Orange County man gets 17.5 years for selling counterfeit pills laced with fentanyl

Orange County man gets 17.5 years for selling counterfeit pills laced with fentanyl

ORANGE COUNTY — A Santa Ana man has been sentenced to 17.5 years in prison for selling counterfeit opioid pills laced with fentanyl, according to the U.S. Justice Department.

22-year-old Wyatt Pasek, who solicited customers through online marketplaces under the alias “oxygod,” and two accomplices obtained fentanyl and a similar drug known as cyclopropyl fentanyl online from suppliers in China and used a pill press to manufacture the counterfeit pills.

Pasek and his accomplices — Duc Cao, 22, of Orange; and Isaiah Suarez, 23, of Newport Beach — all pleaded guilty.

Cao and Suarez were both sentenced earlier this year to 87 months and 37 months in federal prison, respectively.

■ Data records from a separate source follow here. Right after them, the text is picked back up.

use std::path::{Path, PathBuf};
use std::process;
use std::thread;
use std::time::{Duration, Instant};

use chrono::Local;
use clap::Parser;

use facewatch_core::alarm::domain::alarm_aggregator::AlarmAggregator;
use facewatch_core::alarm::domain::alarm_stack::AlarmStack;
use facewatch_core::alarm::infrastructure::image_evidence_store::ImageEvidenceStore;
use facewatch_core::alarm::infrastructure::push_config::PushConfig;
use facewatch_core::alarm::infrastructure::telegram_push::TelegramPush;
use facewatch_core::alarm::infrastructure::terminal_bell::TerminalBell;
use facewatch_core::camera::domain::camera_source::{CameraIndex, CameraSource};
use facewatch_core::camera::infrastructure::image_sequence_camera::ImageSequenceCamera;
use facewatch_core::detection::infrastructure::replay_face_detector::ReplayFaceDetector;
use facewatch_core::detection::infrastructure::replay_face_recognizer::ReplayFaceRecognizer;
use facewatch_core::identity::domain::identity_store::{check_identity_store, StoreStatus};
use facewatch_core::identity::infrastructure::json_identity_store::JsonIdentityStore;
use facewatch_core::monitoring::annotation::{load_label_font, FramePacket};
use facewatch_core::monitoring::config::MonitorConfig;
use facewatch_core::monitoring::event_log::EventLog;
use facewatch_core::monitoring::frame_processor::FrameProcessor;
use facewatch_core::monitoring::runtime::{MonitorComponents, MonitorRuntime, RuntimeOptions};
use facewatch_core::monitoring::settings::SettingsHandle;
use facewatch_core::tracking::domain::tracker_pool::TrackerPool;
use facewatch_core::tracking::infrastructure::correlation_localizer::CorrelationLocalizerFactory;

const DISPLAY_POLL_INTERVAL: Duration = Duration::from_millis(5);

/// Live face monitoring with tracking, recognition and unknown-face alarms.
#[derive(Parser)]
#[command(name = "facewatch")]
struct Cli {
    /// Directory of images replayed as the local camera (index 0).
    #[arg(long)]
    camera_dir: PathBuf,

    /// Directory of images replayed as the external camera (index 1).
    #[arg(long)]
    external_camera_dir: Option<PathBuf>,

    /// Use the external camera instead of the local one.
    #[arg(long)]
    external: bool,

    /// JSON file of face rectangles per frame index.
    #[arg(long)]
    detections: PathBuf,

    /// JSON file of recognizer predictions per frame index.
    #[arg(long)]
    recognitions: Option<PathBuf>,

    /// JSON file of `{ face_id, name }` identity records.
    #[arg(long)]
    identities: Option<PathBuf>,

    /// Push channel credentials (JSON).
    #[arg(long)]
    push_config: Option<PathBuf>,

    /// Where alarm snapshots are stored.
    #[arg(long)]
    evidence_dir: Option<PathBuf>,

    /// TrueType/OpenType font used to print names on frames.
    #[arg(long)]
    label_font: Option<PathBuf>,

    /// Monitor config file (defaults to the platform config directory).
    #[arg(long)]
    config: Option<PathBuf>,

    /// Enable face recognition (requires tracking).
    #[arg(long)]
    recognition: bool,

    /// Disable face tracking.
    #[arg(long)]
    no_tracking: bool,

    /// Do not raise alarms for unknown faces.
    #[arg(long)]
    no_alarms: bool,

    /// Report every recognition result.
    #[arg(long)]
    debug: bool,

    /// Equalize the histogram before detection and recognition.
    #[arg(long)]
    equalize: bool,

    /// Scores below this are a known face.
    #[arg(long)]
    confidence_threshold: Option<f64>,

    /// Scores above this raise an alarm.
    #[arg(long)]
    auto_alarm_threshold: Option<f64>,

    /// Do not ring the terminal bell on alarms.
    #[arg(long)]
    no_bell: bool,

    /// Send push notifications on alarms.
    #[arg(long)]
    push: bool,

    /// Stop after this many seconds.
    #[arg(long)]
    duration: Option<f64>,

    /// Stop after this many displayed frames.
    #[arg(long)]
    max_frames: Option<usize>,

    /// Save annotated frames to this directory.
    #[arg(long)]
    output_dir: Option<PathBuf>,
}

fn main() {
    env_logger::init();

    if let Err(e) = run() {
        eprintln!("Error: {e}");
        process::exit(1);
    }
}

fn run() -> Result<(), Box<dyn std::error::Error>> {
    let cli = Cli::parse();
    let config = resolve_config(&cli)?;
    validate(&cli, &config)?;

    let (log, log_rx) = EventLog::channel();
    let log_consumer = thread::spawn(move || {
        for entry in log_rx {
            eprintln!("{}", entry.render(Local::now()));
        }
    });

    let settings = SettingsHandle::new(config.to_settings());
    let components = build_components(&cli, &config, &settings, &log)?;
    let (mut runtime, display) =
        MonitorRuntime::start(components, RuntimeOptions::from(&config))?;

    let deadline = cli
        .duration
        .map(|secs| Instant::now() + Duration::from_secs_f64(secs));
    let mut shown = 0usize;

    loop {
        if deadline.is_some_and(|d| Instant::now() >= d) {
            break;
        }
        if cli.max_frames.is_some_and(|max| shown >= max) {
            break;
        }
        match display.try_recv() {
            Ok(packet) => {
                shown += 1;
                if let Some(dir) = &cli.output_dir {
                    save_packet(dir, &packet)?;
                }
            }
            Err(crossbeam_channel::TryRecvError::Empty) => thread::sleep(DISPLAY_POLL_INTERVAL),
            Err(crossbeam_channel::TryRecvError::Disconnected) => break,
        }
    }

    runtime.stop();
    log::info!(
        "Displayed {shown} frames, {} alarm signals left pending",
        runtime.pending_alarms()
    );
    drop(runtime);
    drop(log);
    let _ = log_consumer.join();
    Ok(())
}

fn resolve_config(cli: &Cli) -> Result<MonitorConfig, Box<dyn std::error::Error>> {
    let mut config = MonitorConfig::load_or_default(cli.config.as_deref())?;

    if cli.external {
        config.camera = CameraIndex::External;
    }
    if cli.recognition {
        config.recognition_enabled = true;
    }
    if cli.no_tracking {
        config.tracking_enabled = false;
    }
    if cli.no_alarms {
        config.alarms_enabled = false;
    }
    if cli.debug {
        config.debug_mode = true;
    }
    if cli.equalize {
        config.equalize_histogram = true;
    }
    if let Some(value) = cli.confidence_threshold {
        config.confidence_threshold = value;
    }
    if let Some(value) = cli.auto_alarm_threshold {
        config.auto_alarm_threshold = value;
    }
    if cli.no_bell {
        config.bell_enabled = false;
    }
    if cli.push {
        config.push_enabled = true;
    }
    if let Some(dir) = &cli.evidence_dir {
        config.evidence_dir = dir.clone();
    }
    if let Some(path) = &cli.identities {
        config.identity_store = Some(path.clone());
    }
    if let Some(path) = &cli.push_config {
        config.push_config = Some(path.clone());
    }
    if let Some(path) = &cli.label_font {
        config.label_font = Some(path.clone());
    }

    config.validate()?;
    Ok(config)
}

fn validate(cli: &Cli, config: &MonitorConfig) -> Result<(), Box<dyn std::error::Error>> {
    if !cli.camera_dir.is_dir() {
        return Err(format!("Camera directory not found: {}", cli.camera_dir.display()).into());
    }
    if !cli.detections.is_file() {
        return Err(format!("Detections file not found: {}", cli.detections.display()).into());
    }
    if config.camera == CameraIndex::External && cli.external_camera_dir.is_none() {
        return Err("--external requires --external-camera-dir".into());
    }
    if config.recognition_enabled && !config.tracking_enabled {
        return Err("Face recognition requires tracking; drop --no-tracking".into());
    }
    if !config.bell_enabled && !config.push_enabled {
        return Err("At least one alarm channel (bell or push) must be enabled".into());
    }
    if config.push_enabled && config.push_config.is_none() {
        return Err("Push notifications need --push-config".into());
    }
    if let Some(secs) = cli.duration {
        if !secs.is_finite() || secs <= 0.0 {
            return Err(format!("Duration must be a positive number of seconds, got {secs}").into());
        }
    }
    Ok(())
}

fn build_components(
    cli: &Cli,
    config: &MonitorConfig,
    settings: &SettingsHandle,
    log: &EventLog,
) -> Result<MonitorComponents, Box<dyn std::error::Error>> {
    let mut camera = ImageSequenceCamera::new().with_device(CameraIndex::Local, &cli.camera_dir);
    if let Some(dir) = &cli.external_camera_dir {
        camera = camera.with_device(CameraIndex::External, dir);
    }
    let camera: Box<dyn CameraSource> = Box::new(camera);

    let pool = TrackerPool::new(Box::new(CorrelationLocalizerFactory::default()));
    let detector = ReplayFaceDetector::from_json_file(&cli.detections)?;
    let mut processor = FrameProcessor::new(Box::new(detector), pool, log.clone());

    if let Some(path) = &cli.recognitions {
        processor = processor.with_recognizer(Box::new(ReplayFaceRecognizer::from_json_file(path)?));
    }

    if let Some(path) = &config.label_font {
        let font = load_label_font(path)
            .map_err(|e| format!("Cannot load label font {}: {e}", path.display()))?;
        processor = processor.with_label_font(font);
    }

    if let Some(path) = &config.identity_store {
        let mut store = JsonIdentityStore::new(path);
        match check_identity_store(&mut store) {
            StoreStatus::Ready(n) => log.info(format!("Info: {n} identities loaded")),
            StoreStatus::Empty => {
                log.warn("Warning: identity store is empty, face recognition is unavailable")
            }
            StoreStatus::NotReady => log.warn(format!(
                "Warning: identity store {} not found, names will be blank until it appears",
                path.display()
            )),
        }
        processor = processor.with_identity_store(Box::new(store));
    }

    let evidence = ImageEvidenceStore::new(&config.evidence_dir);
    let mut aggregator = AlarmAggregator::new(
        AlarmStack::new(),
        Box::new(evidence),
        settings.clone(),
        log.clone(),
    )
    .with_signal_threshold(config.alarm_signal_threshold)
    .with_audible(Box::new(TerminalBell::stderr()));

    if let Some(path) = &config.push_config {
        let push = TelegramPush::new(PushConfig::load(path)?)?;
        aggregator = aggregator.with_push(Box::new(push));
    }

    Ok(MonitorComponents {
        camera,
        processor,
        aggregator,
        settings: settings.clone(),
        log: log.clone(),
    })
}

fn save_packet(dir: &Path, packet: &FramePacket) -> Result<(), Box<dyn std::error::Error>> {
    std::fs::create_dir_all(dir)?;
    let img = packet
        .annotated
        .to_rgb_image()
        .ok_or("Failed to create image from frame data")?;
    img.save(dir.join(format!("{:06}.png", packet.annotated.index())))?;
    Ok(())
}
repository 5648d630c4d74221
use std::collections::HashMap;
use std::fs;
use std::path::{Path, PathBuf};

use serde::{Deserialize, Serialize};

use crate::identity::domain::identity_store::{IdentityStore, IdentityStoreError};

/// One enrolled person.
#[derive(Clone, Debug, PartialEq, Serialize, Deserialize)]
pub struct IdentityRecord {
    pub face_id: i64,
    pub name: String,
}

/// Identity store backed by a JSON array of [`IdentityRecord`]s.
///
/// The file is loaded on first use; until it exists every call reports
/// `NotReady` and the next call tries again.
pub struct JsonIdentityStore {
    path: PathBuf,
    names: Option<HashMap<i64, String>>,
}

impl JsonIdentityStore {
    pub fn new(path: impl Into<PathBuf>) -> Self {
        Self {
            path: path.into(),
            names: None,
        }
    }

    pub fn path(&self) -> &Path {
        &self.path
    }

    fn loaded(&mut self) -> Result<&HashMap<i64, String>, IdentityStoreError> {
        if self.names.is_none() {
            self.names = Some(self.load()?);
        }
        self.names
            .as_ref()
            .ok_or_else(|| IdentityStoreError::NotReady(self.path.clone()))
    }

    fn load(&self) -> Result<HashMap<i64, String>, IdentityStoreError> {
        if !self.path.is_file() {
            return Err(IdentityStoreError::NotReady(self.path.clone()));
        }
        let json = fs::read_to_string(&self.path).map_err(|e| IdentityStoreError::Read {
            path: self.path.clone(),
            source: e,
        })?;
        let records: Vec<IdentityRecord> =
            serde_json::from_str(&json).map_err(|e| IdentityStoreError::Parse {
                path: self.path.clone(),
                source: e,
            })?;
        log::info!(
            "Loaded {} identities from {}",
            records.len(),
            self.path.display()
        );
        Ok(records.into_iter().map(|r| (r.face_id, r.name)).collect())
    }
}

impl IdentityStore for JsonIdentityStore {
    fn lookup(&mut self, face_id: i64) -> Result<Option<String>, IdentityStoreError> {
        Ok(self.loaded()?.get(&face_id).cloned())
    }

    fn count(&mut self) -> Result<usize, IdentityStoreError> {
        Ok(self.loaded()?.len())
    }
}
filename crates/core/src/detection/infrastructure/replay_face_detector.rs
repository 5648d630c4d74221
use std::collections::HashMap;
use std::fs;
use std::path::Path;

use crate::detection::domain::face_detector::FaceDetector;
use crate::shared::config_error::ConfigError;
use crate::shared::frame::GrayFrame;
use crate::shared::region::Region;

/// Replays pre-computed detection results by frame index.
///
/// Lets the monitor run against recorded footage whose faces were located
/// offline. Frames with no entry yield no detections.
pub struct ReplayFaceDetector {
    detections: HashMap<usize, Vec<Region>>,
}

impl ReplayFaceDetector {
    pub fn new(detections: HashMap<usize, Vec<Region>>) -> Self {
        Self { detections }
    }

    /// Loads `{ "<frame index>": [ { "x":.., "y":.., "width":.., "height":.. } ] }`.
    pub fn from_json_file(path: &Path) -> Result<Self, ConfigError> {
        let json = fs::read_to_string(path).map_err(|e| ConfigError::Read {
            path: path.to_path_buf(),
            source: e,
        })?;
        let detections = serde_json::from_str(&json).map_err(|e| ConfigError::Parse {
            path: path.to_path_buf(),
            source: e,
        })?;
        Ok(Self::new(detections))
    }
}

impl FaceDetector for ReplayFaceDetector {
    fn detect(&mut self, frame: &GrayFrame) -> Result<Vec<Region>, Box<dyn std::error::Error>> {
        Ok(self
            .detections
            .get(&frame.index())
            .cloned()
            .unwrap_or_default())
    }
}

#[cfg(test)]
mod tests {
    use super::*;
    use std::io::Write;

    fn frame(index: usize) -> GrayFrame {
        GrayFrame::new(vec![0u8; 100 * 100], 100, 100, index)
    }

    #[test]
    fn test_returns_recorded_regions_for_known_frame() {
        let regions = vec![Region::new(10, 20, 50, 50), Region::new(60, 20, 30, 30)];
        let mut detector = ReplayFaceDetector::new(HashMap::from([(0, regions.clone())]));

        assert_eq!(detector.detect(&frame(0)).unwrap(), regions);
    }

    #[test]
    fn test_returns_empty_for_unknown_frame() {
        let mut detector =
            ReplayFaceDetector::new(HashMap::from([(0, vec![Region::new(0, 0, 5, 5)])]));

        assert!(detector.detect(&frame(99)).unwrap().is_empty());
    }

    #[test]
    fn test_from_json_file() {
        let mut file = tempfile::NamedTempFile::new().unwrap();
        write!(
            file,
            r#"{{"3": [{{"x": 1, "y": 2, "width": 30, "height": 40}}]}}"#
        )
        .unwrap();

        let mut detector = ReplayFaceDetector::from_json_file(file.path()).unwrap();

        assert_eq!(
            detector.detect(&frame(3)).unwrap(),
            vec![Region::new(1, 2, 30, 40)]
        );
    }

    #[test]
    fn test_from_json_file_missing_is_read_error() {
        let result = ReplayFaceDetector::from_json_file(Path::new("/nonexistent/detections.json"));
        assert!(matches!(result, Err(ConfigError::Read { .. })));
    }

    #[test]
    fn test_from_json_file_malformed_is_parse_error() {
        let mut file = tempfile::NamedTempFile::new().unwrap();
        write!(file, "[not a map").unwrap();
        let result = ReplayFaceDetector::from_json_file(file.path());
        assert!(matches!(result, Err(ConfigError::Parse { .. })));
    }
}
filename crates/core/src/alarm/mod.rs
pub mod domain;
pub mod infrastructure;
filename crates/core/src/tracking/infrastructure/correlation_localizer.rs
use ndarray::{s, Array2, ArrayView2};

use crate::shared::frame::GrayFrame;
use crate::shared::region::Region;
use crate::tracking::domain::face_localizer::{FaceLocalizer, Localization, LocalizerFactory};

pub const DEFAULT_SEARCH_RADIUS: i32 = 16;
pub const DEFAULT_SEARCH_STEP: i32 = 2;
pub const DEFAULT_LEARNING_RATE: f32 = 0.1;

/// Template-matching face localizer.
///
/// Each update scans a window around the previous position with normalized
/// cross-correlation and moves to the peak. Quality is the peak-to-sidelobe
/// ratio of the response map: a sharp, isolated peak scores high, a flat or
/// ambiguous response scores near zero. The template slowly adapts to the
/// matched patch to follow gradual appearance changes.
pub struct CorrelationLocalizer {
    template: Array2<f32>,
    region: Region,
    search_radius: i32,
    step: i32,
    learning_rate: f32,
}

impl CorrelationLocalizer {
    pub fn new(
        frame: &GrayFrame,
        region: Region,
        search_radius: i32,
        step: i32,
        learning_rate: f32,
    ) -> Self {
        let (template, region) = match region.clamp_to(frame.width(), frame.height()) {
            Some(r) => (patch(frame.as_ndarray(), &r).mapv(f32::from), r),
            None => (Array2::zeros((0, 0)), region),
        };
        Self {
            template,
            region,
            search_radius: search_radius.max(0),
            step: step.max(1),
            learning_rate: learning_rate.clamp(0.0, 1.0),
        }
    }

    fn lost(&self) -> Localization {
        Localization {
            region: self.region,
            quality: 0.0,
        }
    }

    fn adapt_template(&mut self, frame: ArrayView2<'_, u8>) {
        let current = patch(frame, &self.region);
        let lr = self.learning_rate;
        self.template
            .zip_mut_with(&current, |t, &p| *t = (1.0 - lr) * *t + lr * f32::from(p));
    }
}

impl FaceLocalizer for CorrelationLocalizer {
    fn update(&mut self, frame: &GrayFrame) -> Result<Localization, Box<dyn std::error::Error>> {
        if self.template.is_empty() {
            return Ok(self.lost());
        }

        let view = frame.as_ndarray();
        let centered = CenteredTemplate::new(&self.template);

        let mut responses: Vec<(i32, i32, f32)> = Vec::new();
        for dy in (-self.search_radius..=self.search_radius).step_by(self.step as usize) {
            for dx in (-self.search_radius..=self.search_radius).step_by(self.step as usize) {
                let candidate = self.region.translated(dx, dy);
                if !candidate.fits_within(frame.width(), frame.height()) {
                    continue;
                }
                responses.push((dx, dy, centered.ncc(patch(view, &candidate))));
            }
        }

        let Some(&(peak_dx, peak_dy, peak)) = responses
            .iter()
            .max_by(|a, b| a.2.total_cmp(&b.2))
        else {
            return Ok(self.lost());
        };

        let sidelobe: Vec<f32> = responses
            .iter()
            .filter(|(dx, dy, _)| {
                (dx - peak_dx).abs() > self.step || (dy - peak_dy).abs() > self.step
            })
            .map(|&(_, _, r)| r)
            .collect();

        self.region = self.region.translated(peak_dx, peak_dy);
        let quality = peak_to_sidelobe(peak, &sidelobe);
        self.adapt_template(view);

        Ok(Localization {
            region: self.region,
            quality,
        })
    }
}

/// Starts a [`CorrelationLocalizer`] for each new track.
pub struct CorrelationLocalizerFactory {
    pub search_radius: i32,
    pub step: i32,
    pub learning_rate: f32,
}

impl Default for CorrelationLocalizerFactory {
    fn default() -> Self {
        Self {
            search_radius: DEFAULT_SEARCH_RADIUS,
            step: DEFAULT_SEARCH_STEP,
            learning_rate: DEFAULT_LEARNING_RATE,
        }
    }
}

impl LocalizerFactory for CorrelationLocalizerFactory {
    fn start(&self, frame: &GrayFrame, region: Region) -> Box<dyn FaceLocalizer> {
        Box::new(CorrelationLocalizer::new(
            frame,
            region,
            self.search_radius,
            self.step,
            self.learning_rate,
        ))
    }
}

/// Template with its mean removed, plus its L2 norm.
struct CenteredTemplate {
    values: Array2<f32>,
    norm: f32,
}

impl CenteredTemplate {
    fn new(template: &Array2<f32>) -> Self {
        let mean = template.mean().unwrap_or(0.0);
        let values = template.mapv(|v| v - mean);
        let norm = values.iter().map(|v| v * v).sum::<f32>().sqrt();
        Self { values, norm }
    }

    /// Normalized cross-correlation in [-1, 1]; 0 for textureless input.
    fn ncc(&self, candidate: ArrayView2<'_, u8>) -> f32 {
        let n = candidate.len() as f32;
        if n == 0.0 {
            return 0.0;
        }
        let mean = candidate.iter().map(|&v| f32::from(v)).sum::<f32>() / n;

        let mut dot = 0.0f32;
        let mut energy = 0.0f32;
        for (&t, &p) in self.values.iter().zip(candidate.iter()) {
            let c = f32::from(p) - mean;
            dot += t * c;
            energy += c * c;
        }

        let denom = self.norm * energy.sqrt();
        if denom <= f32::EPSILON {
            0.0
        } else {
            dot / denom
        }
    }
}

fn patch<'a>(frame: ArrayView2<'a, u8>, region: &Region) -> ArrayView2<'a, u8> {
    frame.slice_move(s![
        region.y as usize..region.bottom() as usize,
        region.x as usize..region.right() as usize
    ])
}

fn peak_to_sidelobe(peak: f32, sidelobe: &[f32]) -> f64 {
    if sidelobe.len() < 2 {
        return 0.0;
    }
    let n = sidelobe.len() as f64;
    let mean = sidelobe.iter().map(|&v| v as f64).sum::<f64>() / n;
    let var = sidelobe
        .iter()
        .map(|&v| (v as f64 - mean).powi(2))
        .sum::<f64>()
        / n;
    let std = var.sqrt();
    if std <= 1e-9 {
        return 0.0;
    }
    ((peak as f64 - mean) / std).max(0.0)
}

Pasek, who already had three prior drug-related convictions, and his accomplices were arrested in April 2018.

During the six-month investigation headed by the DEA, IRS Criminal Investigation, and Costa Mesa PD, officials seized blue pills stamped “A 215” made to resemble 30 mg oxycodone pills, twenty packages of which were on their way to customers.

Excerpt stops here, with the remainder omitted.